Two days after delivery, the mother began to have nausea, vomiting, and a low-grade fever. The nurse called the midwife, who ordered acetaminophen (Tylenol) but did not come to examine the patient. Two hours later, the nurse notified the midwife that the patient’s condition had worsened and that she was experiencing abdominal pain; the midwife ordered oxycodone. Over the next few hours, the midwife was apprised of the patient’s condition several times by telephone, but she never came to examine the patient nor did she ask her supervising ObGyn to examine the patient.

The next morning, a second midwife noted that the patient was experiencing an itchy rash on her extremities and abdomen. A complete blood count (CBC) showed a “critical lab value” of 44% band neutrophils (normal, 0% to 10% for the hospital laboratory). The second midwife and nurse told the supervising ObGyn that the patient otherwise looked well; he discharged the patient.

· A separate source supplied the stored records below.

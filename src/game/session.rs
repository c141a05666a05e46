// One play session: the hero plus everything it is saved with
//
// Owns the collaborators the avatar core only borrows (map, input, action
// bar, inventory, campaign) and acts on the requests it leaves behind:
// teleports, death penalties, messages and fired powers.

use std::time::Duration;

use crate::core::math::FACE_CAMERA;
use crate::engine::game_loop::FrameClock;
use crate::engine::input::InputManager;
use crate::engine::settings::GameSettings;
use crate::game::actionbar::ActionBar;
use crate::game::campaign::CampaignTracker;
use crate::game::characters::{Avatar, Renderable};
use crate::game::cues::CueSink;
use crate::game::inventory::Inventory;
use crate::game::persistence::{HeroSession, InventoryPort, LoadStatus, SaveSlots, SaveStatus};
use crate::game::powers::PowerLibrary;
use crate::game::world::{MapCollaborator, TileMap};

/// Name of the starting map
pub const START_MAP: &str = "hero_camp";

pub struct HeroGame<C: CueSink> {
    settings: GameSettings,
    avatar: Avatar<PowerLibrary, C>,
    inventory: Inventory,
    actionbar: ActionBar,
    campaign: CampaignTracker,
    map: TileMap,
    saves: SaveSlots,
    input: InputManager,
    clock: FrameClock,
}

impl<C: CueSink> HeroGame<C> {
    /// Build the session and load the configured save slot
    pub fn new(settings: GameSettings, cues: C) -> Self {
        let powers = PowerLibrary::with_starter_powers();
        let avatar = match settings.seed {
            Some(seed) => Avatar::seeded(powers, cues, settings.movement, seed),
            None => Avatar::new(powers, cues, settings.movement),
        };

        let mut game = Self {
            saves: SaveSlots::new(&settings.save_dir),
            settings,
            avatar,
            inventory: Inventory::with_starter_catalog(),
            actionbar: ActionBar::with_starter_powers(),
            campaign: CampaignTracker::new(),
            map: TileMap::new(START_MAP, 32, 32),
            input: InputManager::new(),
            clock: FrameClock::new(),
        };

        let spawn = game.map.respawn_point();
        game.avatar.spawn(spawn.pos, FACE_CAMERA);
        game.load();
        game
    }

    fn session(&mut self) -> HeroSession<'_> {
        HeroSession {
            stats: &mut self.avatar.stats,
            inventory: &mut self.inventory,
            hotkeys: &mut self.actionbar,
            campaign: &mut self.campaign,
            map: &mut self.map,
        }
    }

    /// Load the configured slot and move the hero to its saved spawn
    pub fn load(&mut self) -> LoadStatus {
        let slot = self.settings.slot;
        let saves = self.saves.clone();
        let status = saves.load(slot, &mut self.session());
        self.follow_teleport();
        self.refresh_equipment();
        status
    }

    pub fn save(&mut self) -> SaveStatus {
        let slot = self.settings.slot;
        let saves = self.saves.clone();
        saves.save(slot, &self.session())
    }

    /// Push the equipped gear into the stats and the hero composite
    pub fn refresh_equipment(&mut self) {
        self.avatar
            .stats
            .set_equipment(self.inventory.equipment_bonus());
        self.avatar.stats.recalc();
        let (main, armor, off) = self.inventory.equipped_graphics();
        self.avatar.load_graphics(main, armor, off);
    }

    /// Run the logic frames due since the previous render frame
    pub fn tick(&mut self) -> u32 {
        let frames = self.clock.begin_frame();
        self.run_frames(frames)
    }

    /// Account for `elapsed` of wall clock and run the logic frames that are due
    pub fn update(&mut self, elapsed: Duration) -> u32 {
        let frames = self.clock.advance(elapsed);
        self.run_frames(frames)
    }

    fn run_frames(&mut self, frames: u32) -> u32 {
        for _ in 0..frames {
            self.logic_frame();
        }
        frames
    }

    /// Run exactly one logic frame
    pub fn logic_frame(&mut self) {
        let power = self.actionbar.selected_power(self.input.state());
        self.avatar.logic(
            self.input.state_mut(),
            &mut self.map,
            power,
            self.settings.restrict_power_use,
        );

        if self.avatar.stats.take_death_penalty() {
            self.inventory.apply_death_penalty();
        }
        if let Some(message) = self.avatar.take_message() {
            log::info!("{}", message);
        }
        for fired in self.avatar.powers_mut().drain_activations() {
            log::debug!(
                "power {} fired from {} toward {}",
                fired.power,
                fired.origin,
                fired.target
            );
        }
        self.follow_teleport();

        self.input.update();
    }

    fn follow_teleport(&mut self) {
        let Some(destination) = self.map.take_teleport() else {
            return;
        };
        if destination.map != self.map.name() {
            log::info!("entering {}", destination.map);
            self.map = TileMap::new(&destination.map, 32, 32);
        }
        let direction = self.avatar.stats.direction;
        self.avatar.spawn(destination.pos, direction);
    }

    pub fn avatar(&self) -> &Avatar<PowerLibrary, C> {
        &self.avatar
    }

    pub fn inventory(&self) -> &Inventory {
        &self.inventory
    }

    pub fn campaign_mut(&mut self) -> &mut CampaignTracker {
        &mut self.campaign
    }

    pub fn map(&self) -> &TileMap {
        &self.map
    }

    pub fn input_mut(&mut self) -> &mut InputManager {
        &mut self.input
    }

    pub fn clock_mut(&mut self) -> &mut FrameClock {
        &mut self.clock
    }

    pub fn render(&self) -> Renderable {
        self.avatar.render()
    }
}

At home, the patient’s condition worsened. Her husband called the ObGyn several times and took her to the emergency department (ED) that evening. Her condition deteriorated and she was transferred to another facility where she was diagnosed with a life-threatening Group A Streptococcus (GAS) infection. After weeks of treatment for sepsis, the patient’s foot was amputated.

Patient's claim: The first midwife was negligent in her postpartum treatment of the patient; she should have come to the hospital to examine the patient or have requested that the supervising ObGyn examine the patient. The rash and CBC test results should have initiated further treatment and investigation; the patient should not have been discharged. GAS was not found or treated in a timely manner, resulting in sepsis and amputation.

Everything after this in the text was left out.